Dems raise pressure on GOP, say they’ve met demands on revenue
By Erik Wasson - 11/17/11 02:32 PM ET

Supercommittee co-chairman Sen. Patty Murray (D-Wash.) said Thursday that Democrats on the panel have “met” the GOP’s desired revenue level for a deficit-cutting deal and that the ball is in the Republicans’ court to restart negotiations based on that offer.

“We have met their offer on revenue, but we have said that it has to be fair to the American people and done in a way that doesn’t put the burden on working families and addresses the issue of putting people back to work,” Murray said.

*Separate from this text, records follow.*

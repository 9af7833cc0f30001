//! Analysis cache - reuse allocation proposals across similar requests.
//!
//! # Key Concepts
//! - Key: normalized category plus a coarse budget bucket (`key::normalize`)
//! - Store: TTL- and capacity-bounded map with LRU eviction (`AnalysisCache`)
//! - Clock: injected time source so expiry is testable
//! - Sweep: background task that drops expired entries between accesses

mod clock;
mod key;
mod store;

pub use clock::{Clock, ManualClock, SystemClock};
pub use key::{budget_bucket, normalize, normalize_category};
pub use store::{AnalysisCache, CacheEntryStats, CacheStats};

use std::sync::Arc;
use std::time::Duration;

use tokio::task::JoinHandle;

/// Spawn the periodic expiry sweep.
///
/// The first tick fires after one full `interval`. Returns `None` when the
/// cache is disabled.
pub fn spawn_cleanup_task(cache: Arc<AnalysisCache>, interval: Duration) -> Option<JoinHandle<()>> {
    if !cache.config().enabled {
        return None;
    }

    Some(tokio::spawn(async move {
        let start = tokio::time::Instant::now() + interval;
        let mut ticker = tokio::time::interval_at(start, interval);
        loop {
            ticker.tick().await;
            cache.cleanup_expired();
        }
    }))
}

#[cfg(test)]
mod tests {
    use super::*;
    use crate::config::CacheConfig;

    #[tokio::test]
    async fn test_cleanup_task_not_spawned_when_disabled() {
        let cache = Arc::new(AnalysisCache::new(CacheConfig {
            enabled: false,
            ..CacheConfig::default()
        }));
        assert!(spawn_cleanup_task(cache, Duration::from_secs(1)).is_none());
    }

    #[tokio::test]
    async fn test_cleanup_task_sweeps_expired_entries() {
        let clock = Arc::new(ManualClock::default());
        let config = CacheConfig {
            ttl: Duration::from_secs(60),
            ..CacheConfig::default()
        };
        let cache = Arc::new(AnalysisCache::with_clock(config, clock.clone()));
        cache.set("sns:0-100k", sample_result());
        clock.advance(chrono::Duration::seconds(61));

        let handle = spawn_cleanup_task(Arc::clone(&cache), Duration::from_millis(5)).unwrap();
        for _ in 0..200 {
            if cache.is_empty() {
                break;
            }
            tokio::time::sleep(Duration::from_millis(5)).await;
        }
        assert!(cache.is_empty());
        assert!(!handle.is_finished());
        handle.abort();
    }

    fn sample_result() -> crate::advisor::AnalysisResult {
        let proposal = crate::advisor::AllocationProposal {
            allocations: vec![crate::advisor::AllocationItem::new(
                "SNS".into(),
                100.0,
                "reach".into(),
                50_000,
            )],
            total_budget: 50_000,
            summary: "all in".into(),
            recommended_categories: None,
        };
        crate::advisor::AnalysisResult {
            user_based: proposal.clone(),
            ai_based: proposal,
            generated_at: chrono::Utc::now(),
        }
    }
}
//! HTTP API for the allocation advisor.
//!
//! ## Endpoints
//!
//! - `GET /api/health` - Health check
//! - `POST /api/analysis` - Generate allocation proposals (auth)
//! - `GET /api/ai/cache-stats` - Cache statistics (auth)
//! - `DELETE /api/ai/cache-stats` - Clear the cache (auth)

pub mod auth;
mod routes;
pub mod types;

pub use routes::{router, serve, AppState};
pub use types::*;
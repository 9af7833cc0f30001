//! Advisor module - turns an (industry, budget) request into validated
//! allocation proposals.
//!
//! # Patterns
//! - **User-guided**: sub-allocations within the user's chosen category
//! - **AI-unguided**: categories chosen freely by the model
//!
//! Each pattern fails independently; a failed pattern is reported as
//! unavailable instead of failing the request.

mod orchestrator;
pub mod prompts;
mod types;
pub mod validation;

pub use orchestrator::{AdvisoryError, AdvisoryOrchestrator};
pub use types::{
    amount_for, simple_allocation, AdvisoryOutcome, AllocationItem, AllocationProposal,
    AnalysisResult, InvestmentInput, Pattern, PatternOutcome,
};
pub use validation::{parse_and_validate, ParsedAllocation, ParsedProposal, ValidationError};
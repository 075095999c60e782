//! Certificate template utilities.
//!
//! Shared helpers for building X.509 certificate parameters: subject
//! names, serial numbers, and validity windows.

use rand::{CryptoRng, RngCore};
use rcgen::{DistinguishedName, DnType, SerialNumber};
use time::{Duration, OffsetDateTime};

/// Build the CA subject: Organization entries only.
pub fn ca_subject(organizations: &[String]) -> DistinguishedName {
    let mut dn = DistinguishedName::new();
    for org in organizations {
        dn.push(DnType::OrganizationName, org.as_str());
    }
    dn
}

/// Build the leaf subject: Common Name plus Organization entries.
pub fn leaf_subject(organizations: &[String], common_name: &str) -> DistinguishedName {
    let mut dn = DistinguishedName::new();
    dn.push(DnType::CommonName, common_name);
    for org in organizations {
        dn.push(DnType::OrganizationName, org.as_str());
    }
    dn
}

/// Draw a random serial number from the given source.
///
/// Serial values carry no meaning beyond uniqueness; 160 random bits with
/// the sign bit cleared keeps them positive and process-unique.
pub fn random_serial<R>(rng: &mut R) -> SerialNumber
where
    R: CryptoRng + RngCore,
{
    SerialNumber::from_slice(&serial_bytes(rng))
}

/// Draw two distinct random serial numbers from the given source, one for
/// the CA and one for the leaf it signs.
pub fn distinct_serials<R>(rng: &mut R) -> (SerialNumber, SerialNumber)
where
    R: CryptoRng + RngCore,
{
    let first = serial_bytes(rng);
    let mut second = serial_bytes(rng);
    while second == first {
        second = serial_bytes(rng);
    }
    (
        SerialNumber::from_slice(&first),
        SerialNumber::from_slice(&second),
    )
}

fn serial_bytes<R>(rng: &mut R) -> [u8; 20]
where
    R: CryptoRng + RngCore,
{
    let mut bytes = [0u8; 20];
    rng.fill_bytes(&mut bytes);
    bytes[0] &= 0x7F; // Ensure positive
    bytes
}

/// Compute the validity window starting now and ending exactly one civil
/// year later (same calendar date next year).
pub fn one_year_window(now: OffsetDateTime) -> (OffsetDateTime, OffsetDateTime) {
    // February 29 has no counterpart next year; it rolls over to March 1.
    let not_after = now
        .replace_year(now.year() + 1)
        .unwrap_or_else(|_| now + Duration::days(366));
    (now, not_after)
}
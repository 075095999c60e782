//! webhook-certgen: TLS bootstrap certificates for admission webhooks.
//!
//! This library generates a minimal, ephemeral two-level PKI — one
//! self-signed CA and one CA-signed leaf certificate — suitable for a TLS
//! server identity, entirely in memory. It is intended for bootstrapping
//! TLS on a Kubernetes admission webhook: the leaf certificate and key go
//! to the serving endpoint, the CA certificate into the webhook
//! configuration's CA bundle.
//!
//! # Architecture
//!
//! Operations are composed from small, testable functions. All fallible
//! operations return `Result` types - no `unwrap()` or panic outside
//! tests. The secure random source is passed explicitly to ease testing
//! with a deterministic source.
//!
//! # Example
//!
//! ```rust,no_run
//! use webhook_certgen::generate_certificate_bundle;
//!
//! # fn example() -> webhook_certgen::error::Result<()> {
//! let orgs = vec!["Acme".to_string()];
//! let dns = vec!["webhook.acme.svc".to_string()];
//!
//! let bundle = generate_certificate_bundle(&orgs, &dns, "webhook.acme.svc")?;
//! // bundle.ca_cert_pem -> webhook configuration caBundle
//! // bundle.cert_pem / bundle.key_pem -> serving TLS key pair
//! # Ok(())
//! # }
//! ```

pub mod cert;
pub mod error;
pub mod keys;

// Re-export commonly used types
pub use cert::bundle::{
    generate_certificate_bundle, generate_certificate_bundle_with_rng, CertificateBundle,
};
pub use error::{CertGenError, Result};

Democrats have offered to accept $876 billion in spending cuts in exchange for $400 billion in total revenue, including $250 billion in tax increases. In previous offers, Democrats had demanded an equal number of tax increases and spending cuts.


A Democratic aide said the latest Democratic counteroffer made last Friday has the same level of revenue as the GOP offer written by Sen. Pat Toomey (Pa.), one of the Republican supercommittee members. Toomey offered $250 billion in tax increases, but his offer also would lower marginal tax rates permanently, giving the wealthiest U.S. households an 8-percentage-point tax cut.

Democrats are insisting that Republicans drop demands to extend Bush-era tax rates.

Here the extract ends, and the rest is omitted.